Changing your Git history
First posted 26th July 2019 in Development and Git; updated 4th March 2021
Changing my Git history isn’t something I have to do very often, but earlier this week I decided to make my website repository (repo) public after re-factoring my site using a static site generator. I’ve gleaned lots of tips by poking through other people’s source code over the years, and I wanted to repay the favour.
The problem with making my code public was that I was migrating from a database driven content management system (CMS) called Perch, and my deployment setup meant pushing the files that powered Perch (in a /core/
directory) as well as a config file full of database credentials, the Perch license, and some API keys. Sharing the source files, license and API keys, no matter how buried in the Git history, isn’t a great idea.

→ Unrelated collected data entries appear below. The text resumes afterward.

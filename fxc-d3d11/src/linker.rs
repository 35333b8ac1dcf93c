//! The D3D11 effect linker.
//!
//! Resource creation (`ID3D11Texture2D`, SRV/RTV pairs, sampler states,
//! dynamic constant buffers) follows the `ComPtr`-wrapped, `HRESULT`-checked
//! shape `gfx-rs/gfx`'s DX11 backend uses for its own shader modules; here
//! the unit of work is one technique's passes rather than one shader module.

#![cfg(windows)]

use crate::arena::UniformArena;
use crate::compiler::VendorCompiler;
use crate::hash::fnv1a_32;
use fxc_diag::CompileLog;
use fxc_ir::descriptor::{
    ColorWriteMask, PassDescriptor, SamplerDescriptor, TechniqueDescriptor, TextureDescriptor,
    TextureFormat,
};
use fxc_ir::module::Module;
use fnv::FnvHashMap;
use nohash_hasher::IntMap;
use std::ptr;
use winapi::shared::winerror::SUCCEEDED;
use winapi::um::d3d11::{
    ID3D11BlendState, ID3D11DepthStencilState, ID3D11Device, ID3D11DeviceContext, ID3D11Query,
    ID3D11RenderTargetView, ID3D11SamplerState, ID3D11ShaderResourceView, ID3D11Texture2D,
    D3D11_BIND_RENDER_TARGET, D3D11_BIND_SHADER_RESOURCE, D3D11_BLEND_DESC, D3D11_BLEND_INV_SRC_ALPHA,
    D3D11_BLEND_ONE, D3D11_BLEND_OP_ADD, D3D11_BLEND_SRC_ALPHA, D3D11_BLEND_ZERO,
    D3D11_COMPARISON_ALWAYS, D3D11_COMPARISON_LESS_EQUAL, D3D11_DEPTH_STENCILOP_DESC,
    D3D11_DEPTH_STENCIL_DESC, D3D11_DEPTH_WRITE_MASK_ALL, D3D11_QUERY_DESC,
    D3D11_QUERY_TIMESTAMP, D3D11_QUERY_TIMESTAMP_DISJOINT, D3D11_RENDER_TARGET_BLEND_DESC,
    D3D11_RESOURCE_MISC_GENERATE_MIPS, D3D11_SAMPLER_DESC, D3D11_SHADER_RESOURCE_VIEW_DESC,
    D3D11_STENCIL_OP_DECR, D3D11_STENCIL_OP_DECR_SAT, D3D11_STENCIL_OP_INCR,
    D3D11_STENCIL_OP_INCR_SAT, D3D11_STENCIL_OP_INVERT, D3D11_STENCIL_OP_KEEP,
    D3D11_STENCIL_OP_REPLACE, D3D11_STENCIL_OP_ZERO, D3D11_TEX2D_SRV, D3D11_TEXTURE2D_DESC,
    D3D11_USAGE_DEFAULT, D3D11_VIEWPORT,
};
use winapi::shared::dxgiformat::DXGI_FORMAT;
use wio::com::ComPtr;

/// Per-technique GPU-timing query pair.
pub struct TimingQueries {
    pub disjoint: ComPtr<ID3D11Query>,
    pub timestamp_begin: ComPtr<ID3D11Query>,
    pub timestamp_end: ComPtr<ID3D11Query>,
}

/// Linear + sRGB shader-resource view pair cached per texture.
pub struct TextureViews {
    pub texture: ComPtr<ID3D11Texture2D>,
    pub srv_linear: ComPtr<ID3D11ShaderResourceView>,
    pub srv_srgb: Option<ComPtr<ID3D11ShaderResourceView>>,
    pub rtv: Option<ComPtr<ID3D11RenderTargetView>>,
    pub mip_levels: u32,
    pub format: TextureFormat,
    pub width: u32,
    pub height: u32,
}

/// The pipeline state and GPU-timing resources a single pass links to.
pub struct LinkedPass {
    pub depth_stencil_state: ComPtr<ID3D11DepthStencilState>,
    pub blend_state: ComPtr<ID3D11BlendState>,
    pub viewport: D3D11_VIEWPORT,
    pub render_targets: Vec<ComPtr<ID3D11RenderTargetView>>,
    /// Names of textures that are both bound as a render target and sampled
    /// within this pass; the embedder's draw call must null their SRV slots.
    pub nulled_srvs: Vec<String>,
    pub timing: TimingQueries,
}

pub struct LinkerOptions {
    pub preferred_compiler_versions: Vec<u32>,
    pub strict: bool,
}

impl Default for LinkerOptions {
    fn default() -> LinkerOptions {
        LinkerOptions {
            preferred_compiler_versions: vec![47, 43],
            strict: true,
        }
    }
}

/// Owns the resources created while linking one [`Module`] against a
/// runtime's device.
pub struct EffectLinker {
    device: ComPtr<ID3D11Device>,
    textures: FnvHashMap<String, TextureViews>,
    /// Keyed by `fnv1a_32(sampler_desc_bytes)` — already a hash, so a
    /// pass-through hasher avoids rehashing a hash.
    samplers: IntMap<u32, ComPtr<ID3D11SamplerState>>,
    arena: UniformArena,
    /// Keyed by `"{technique}/{pass}"`.
    passes: FnvHashMap<String, LinkedPass>,
    /// Falls back as the viewport size for passes that bind no render
    /// target and declare no explicit viewport. Set by the embedder via
    /// [`EffectLinker::set_framebuffer_size`] once the swapchain exists.
    framebuffer_size: Option<(u32, u32)>,
    pub log: CompileLog,
}
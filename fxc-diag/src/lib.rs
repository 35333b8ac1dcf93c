//! Error taxonomy and accumulating compile log.
//!
//! `spirq::error::Error` hand-rolls a small `Error` enum with a manual
//! `Display`/`std::error::Error` impl; `spirq-core` re-exports `anyhow`
//! under `pub mod error` instead. This crate keeps the hand-rolled shape (a
//! closed enum naming each failure category, since a caller needs to match
//! on them) but derives the boilerplate with `thiserror` rather than
//! `anyhow`, since callers here need to distinguish "fatal" from "warning"
//! per category, which a single opaque `anyhow::Error` can't express.

use std::fmt;

/// One of the four failure categories a compile can end in.
#[derive(Debug, thiserror::Error)]
pub enum CompileError {
    #[error("ir error: {0}")]
    Ir(String),
    #[error("backend compile error: {0}")]
    BackendCompile(String),
    #[error("device error (hresult 0x{hresult:08x}): {message}")]
    Device { hresult: u32, message: String },
    #[error("environment error: {0}")]
    Environment(String),
}

#[derive(Clone, Copy, Debug, PartialEq, Eq)]
pub enum Severity {
    Warning,
    Error,
}

#[derive(Clone, Debug, PartialEq, Eq)]
pub struct Diagnostic {
    pub severity: Severity,
    pub message: String,
}

impl fmt::Display for Diagnostic {
    fn fmt(&self, f: &mut fmt::Formatter<'_>) -> fmt::Result {
        match self.severity {
            Severity::Error => write!(f, "error: {}", self.message),
            Severity::Warning => write!(f, "warning: {}", self.message),
        }
    }
}

/// The accumulating log every stage of the pipeline appends to. Compilation
/// proceeds as long as safe, so callers see every issue in one pass rather
/// than stopping at the first error.
#[derive(Clone, Debug, Default)]
pub struct CompileLog {
    diagnostics: Vec<Diagnostic>,
    failed: bool,
}

impl CompileLog {
    pub fn new() -> CompileLog {
        CompileLog::default()
    }

    /// Appends a fatal entry and marks the log failed.
    pub fn error(&mut self, message: impl Into<String>) {
        let message = message.into();
        log::error!("{}", message);
        self.diagnostics.push(Diagnostic {
            severity: Severity::Error,
            message,
        });
        self.failed = true;
    }

    /// Appends a non-fatal entry. Does not flip the failed flag.
    pub fn warn(&mut self, message: impl Into<String>) {
        let message = message.into();
        log::warn!("{}", message);
        self.diagnostics.push(Diagnostic {
            severity: Severity::Warning,
            message,
        });
    }

    /// Records a [`CompileError`]; categories `Ir`, `BackendCompile` and
    /// `Environment` are always fatal. `Device` errors are fatal unless the
    /// caller has already decided to downgrade them (use [`CompileLog::warn`]
    /// for those instead).
    pub fn record(&mut self, err: &CompileError) {
        self.error(err.to_string());
    }

    pub fn is_failed(&self) -> bool {
        self.failed
    }

    pub fn diagnostics(&self) -> &[Diagnostic] {
        &self.diagnostics
    }
}

impl fmt::Display for CompileLog {
    fn fmt(&self, f: &mut fmt::Formatter<'_>) -> fmt::Result {
        for d in &self.diagnostics {
            writeln!(f, "{}", d)?;
        }
        Ok(())
    }
}

#[cfg(test)]
mod tests {
    use super::*;

    #[test]
    fn warnings_do_not_fail_the_log() {
        let mut log = CompileLog::new();
        log.warn("sampler state pool exhausted");
        assert!(!log.is_failed());
    }

    #[test]
    fn errors_fail_the_log_and_render() {
        let mut log = CompileLog::new();
        log.error("unknown render target `foo`");
        assert!(log.is_failed());
        assert_eq!(log.to_string(), "error: unknown render target `foo`\n");
    }
}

I could have built the new site in a fresh repo, but it’s not a new website, just a new version, so it makes sense to have all of that CMS history in there. So my plan was to:
- redact all those passwords/keys from CMS config
- get rid of the
/core/
directory
After a bit of digging, it looked like the BFG Repo-Cleaner was the tool to use.
I found the documentation tricky to wrap my head around, so I spent some time backing things up, tinkering, breaking things, until I finally worked it out. Here are the rough steps I followed:
- Install the BFG software
- Run some commands to redact/delete things on the original
- Create a ‘mirror’ of the remote repo on my local machine
- Run the same commands on the mirror that I ran on the local repo
- Push the mirror back up to the remote
Getting set up
First, you need to get everything ready:
- Install Java, if it’s not already on your machine (the BFG needs Java)

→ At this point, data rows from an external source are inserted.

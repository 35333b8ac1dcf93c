//! The access-chain expression model.
//!
//! An expression is a base value id plus an ordered list of operations; both
//! backends walk the same list once for a load and once for a store. This is
//! the effect compiler's analogue of `spirq::ty::Walk`'s iterator over
//! struct/array members, generalized from "offsets inside a type" to
//! "operations applied to a value".

use crate::ty::Type;

pub type ValueId = u32;

#[derive(Clone, Copy, Debug, PartialEq, Eq, Hash)]
pub struct SourceLocation {
    pub file: u32,
    pub line: u32,
    pub column: u32,
}

/// A single step in an access chain.
#[derive(Clone, Debug, PartialEq)]
pub enum AccessOp {
    Cast { from: Type, to: Type },
    Index { index: ValueId, src_ty: Type, dst_ty: Type },
    /// Up to four source-component indices; unused trailing slots are `-1`.
    Swizzle { components: [i8; 4] },
}

impl AccessOp {
    pub fn swizzle(components: &[u8]) -> AccessOp {
        let mut c = [-1i8; 4];
        for (slot, v) in c.iter_mut().zip(components.iter()) {
            *slot = *v as i8;
        }
        AccessOp::Swizzle { components: c }
    }
}

/// A typed access chain: a base value plus the operations applied to reach
/// the expression's final value/location.
#[derive(Clone, Debug, PartialEq)]
pub struct Expr {
    pub base: ValueId,
    pub ty: Type,
    pub ops: Vec<AccessOp>,
    pub is_lvalue: bool,
    pub is_constant: bool,
    pub location: Option<SourceLocation>,
}

impl Expr {
    pub fn value(base: ValueId, ty: Type) -> Expr {
        Expr {
            base,
            ty,
            ops: Vec::new(),
            is_lvalue: false,
            is_constant: false,
            location: None,
        }
    }

    pub fn lvalue(base: ValueId, ty: Type) -> Expr {
        Expr {
            is_lvalue: true,
            ..Expr::value(base, ty)
        }
    }

    pub fn with_op(mut self, op: AccessOp) -> Expr {
        self.ops.push(op);
        self
    }

    pub fn at(mut self, location: SourceLocation) -> Expr {
        self.location = Some(location);
        self
    }

    /// The leading run of `Index` ops, the portion that folds into a single
    /// `OpAccessChain`.
    pub fn leading_indices(&self) -> &[AccessOp] {
        let end = self
            .ops
            .iter()
            .position(|op| !matches!(op, AccessOp::Index { .. }))
            .unwrap_or(self.ops.len());
        &self.ops[..end]
    }

    /// Operations after the leading index run: casts and swizzles applied to
    /// the loaded/stored value.
    pub fn trailing_ops(&self) -> &[AccessOp] {
        let end = self.leading_indices().len();
        &self.ops[end..]
    }
}

#[cfg(test)]
mod tests {
    use super::*;

    #[test]
    fn leading_indices_stop_at_first_non_index() {
        let e = Expr::lvalue(0, Type::FLOAT4)
            .with_op(AccessOp::Index {
                index: 1,
                src_ty: Type::FLOAT4,
                dst_ty: Type::FLOAT,
            })
            .with_op(AccessOp::swizzle(&[0, 1]));
        assert_eq!(e.leading_indices().len(), 1);
        assert_eq!(e.trailing_ops().len(), 1);
    }
}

- Install the BFG with Homebrew by running
brew install bfg
- Duplicate your local repo as a backup with
cp -R ~/Sites/example.com ~/Sites/example.com_backup
; if something goes wrong, you can just delete the original repo, rename the copy the same as the original, and start again
Making changes to the local repo
Now that everything’s prepared, it’s time to make changes to the files and folders in the local repo’s history.

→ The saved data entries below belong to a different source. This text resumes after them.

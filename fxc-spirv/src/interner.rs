//! Type and constant interning.
//!
//! Linear-scan, per the source's design note that this is acceptable for
//! modules with hundreds of types; the storage mirrors
//! `spirq_core::ty::reg::TypeRegistry`'s id-map shape but inverted — we're
//! allocating fresh ids for a `Type`/`Constant` key rather than resolving
//! ids read out of an existing binary.

use fxc_ir::constant::Constant;
use fxc_ir::ty::{BaseType, Type};
use spirv_headers::StorageClass;

fn storage_class(ty: &Type) -> StorageClass {
    use fxc_ir::ty::Qualifiers as Q;
    if ty.qualifiers.contains(Q::STATIC) {
        StorageClass::Private
    } else if ty.qualifiers.contains(Q::UNIFORM) {
        if ty.is_opaque() {
            StorageClass::UniformConstant
        } else {
            StorageClass::Uniform
        }
    } else if ty.qualifiers.contains(Q::IN) {
        StorageClass::Input
    } else if ty.qualifiers.contains(Q::OUT) {
        StorageClass::Output
    } else {
        StorageClass::Function
    }
}

/// A type plus the derived storage class, the actual interning key for
/// pointer types (two structurally-equal `Type`s with different storage
/// classes are *not* the same SPIR-V pointer type).
#[derive(Clone, Debug, PartialEq)]
struct TypeKey {
    ty: Type,
    storage: Option<StorageClass>,
}

pub struct TypeInterner {
    entries: Vec<(TypeKey, u32)>,
}

impl TypeInterner {
    pub fn new() -> TypeInterner {
        TypeInterner { entries: Vec::new() }
    }

    /// Returns the existing id for a structurally equal type, if any.
    pub fn find(&self, ty: &Type) -> Option<u32> {
        let storage = if ty.is_pointer { Some(storage_class(ty)) } else { None };
        self.entries
            .iter()
            .find(|(k, _)| k.ty == *ty && k.storage == storage)
            .map(|(_, id)| *id)
    }

    pub fn intern(&mut self, ty: Type, id: u32) {
        let storage = if ty.is_pointer { Some(storage_class(&ty)) } else { None };
        self.entries.push((TypeKey { ty, storage }, id));
    }

    pub fn pointer_storage_class(ty: &Type) -> StorageClass {
        storage_class(ty)
    }
}

pub struct ConstInterner {
    entries: Vec<(Type, Vec<u32>, Vec<Vec<u32>>, u32)>,
}

impl ConstInterner {
    pub fn new() -> ConstInterner {
        ConstInterner { entries: Vec::new() }
    }

    pub fn find(&self, c: &Constant) -> Option<u32> {
        let lanes = c.used_lanes();
        let elems: Vec<Vec<u32>> = c.elements.iter().map(|e| e.used_lanes().to_vec()).collect();
        self.entries
            .iter()
            .find(|(ty, l, e, _)| *ty == c.ty && l.as_slice() == lanes && *e == elems)
            .map(|(.., id)| *id)
    }

    pub fn intern(&mut self, c: &Constant, id: u32) {
        let elems: Vec<Vec<u32>> = c.elements.iter().map(|e| e.used_lanes().to_vec()).collect();
        self.entries.push((c.ty, c.used_lanes().to_vec(), elems, id));
    }
}

pub fn is_void(ty: &Type) -> bool {
    ty.base == BaseType::Void
}

#[cfg(test)]
mod tests {
    use super::*;

    #[test]
    fn same_type_interns_to_same_id() {
        let mut interner = TypeInterner::new();
        interner.intern(Type::FLOAT4, 5);
        assert_eq!(interner.find(&Type::FLOAT4), Some(5));
    }

    #[test]
    fn pointer_storage_class_differentiates_uniform_vs_private() {
        let mut uniform = Type::FLOAT4;
        uniform.is_pointer = true;
        uniform.qualifiers = fxc_ir::ty::Qualifiers::UNIFORM;
        let mut private = Type::FLOAT4;
        private.is_pointer = true;
        private.qualifiers = fxc_ir::ty::Qualifiers::STATIC;

        let mut interner = TypeInterner::new();
        interner.intern(uniform, 1);
        assert_eq!(interner.find(&private), None);
    }
}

Redacting passwords and keys
Let’s find and replace bits of text first:
- Make a text file called
passwords.txt
and save it on our Desktop (you can call the file anything you want and save it anywhere) - Paste the passwords/keys that you want to redact into the file, each on its own line
- Run
bfg --replace-text ~/Desktop/passwords.txt ~/Sites/example.com
; this searches theexample.com
repo and finds each item in thepasswords.txt
file, replacing them with***REMOVED***
- Go to the directory where you got rid of the passwords (in this example,
cd ~/Sites/example.com
) and rungit reflog expire --expire=now --all && git gc --prune=now --aggressive
to clean up after the BFG
Now check it worked:
- Run
git log --oneline
and pick a random commit from somewhere back in your history - Copy the hash/ID, let’s pretend it’s
abc1234
- Run
git checkout abc1234
, which will leave you in a ‘detached head’ state (this is ok), but will allow you to browse the files as they were at that point in time - Check that the passwords and keys in the config file have been swapped with
***REMOVED***
- All good? Head back to the present-day commit with
git checkout -
, which checks out the branch you were on before you jumped to theabc1234
commit (probablymain
ordevelop
)
Deleting a folder and its contents
Next, let’s get rid of a whole folder from our Git history. I’m deleting a directory named core
here, but you can just swap that for anything you like. You can also specify the full path if there’s more than one folder with the same name.
- Run
bfg --delete-folders core ~/Sites/example.com
- Make sure you’re in the
example.com
repo; if not runcd ~/Sites/example.com
- Clean up with
git reflog expire --expire=now --all && git gc --prune=now --aggressive
To check it all worked, grab another random commit hash from your history with git log --oneline
, checkout that commit and look for the /core/
folder, which should now be gone.
Making changes to the remote repo
Ok, so it worked nicely locally. At this point, if you run git fetch
you’ll be thousands of commits behind and thousands ahead. This is totally fine.
- Get the URL of the remote repo with
git remote get-url --all origin
(assuming it’s calledorigin
; if not, just name your repo instead) - Copy the URL; let’s call it
https://github.com/username/example-website.git
- Run
git clone --mirror https://github.com/username/example-website.git
on the remote repo; this will create a directory in your repo calledexample-website.git
which is a ‘mirror’ of the remote repo - Move the
example-website.git
directory out of the repo withmv example-website.git ../
(Note: the file and folder structure of the mirror won’t look like your local repo, but that’s ok) - Make a duplicate of
example-website.git
just in case:cp -R example-website.git example-website.git_backup
- Move into the new directory with
cd ../example-website.git
- Run the BFG’s password redacting command on the mirror, just as you did on your main local repo:
bfg --replace-text ~/Desktop/passwords.txt ~/Sites/example-website.git
- Clean up with
git reflog expire --expire=now --all && git gc --prune=now --aggressive
- Run the BFG’s folder deleting command:
bfg --delete-folders core ~/Sites/example-website.git
- Clean up again:
git reflog expire --expire=now --all && git gc --prune=now --aggressive
(You could probably run this clean-up just once, after bothbfg
commands, but it only takes the second or two to run twice so I prefer to repeat it) - Now the leap of faith – it worked locally so it should be ok to push. There’s a backup of this mirror anyway, from step 5, so a push from that would put things back the way they were. Ready? Run
git push
When I pushed the mirror I got a bunch of ! [remote rejected]
messages, so thought I was in for some problems, but I held steady and used cd
to get back to my working repo, where I did another fetch. Everything was back to zero: nothing ahead, nothing behind!
Just one more check:
- Open to your browser and head to your remote repo
- Pick a random commit and choose to browse the repo at that point in history
- Have a poke around to see if the
***REMOVED***
redaction appears where expected, and ensure there’s no trace of the/core/
directory
Finally, it’s time to delete the backups we took with rm -r ~/Sites/example.com_backup ~/Sites/example-website.git_backup
.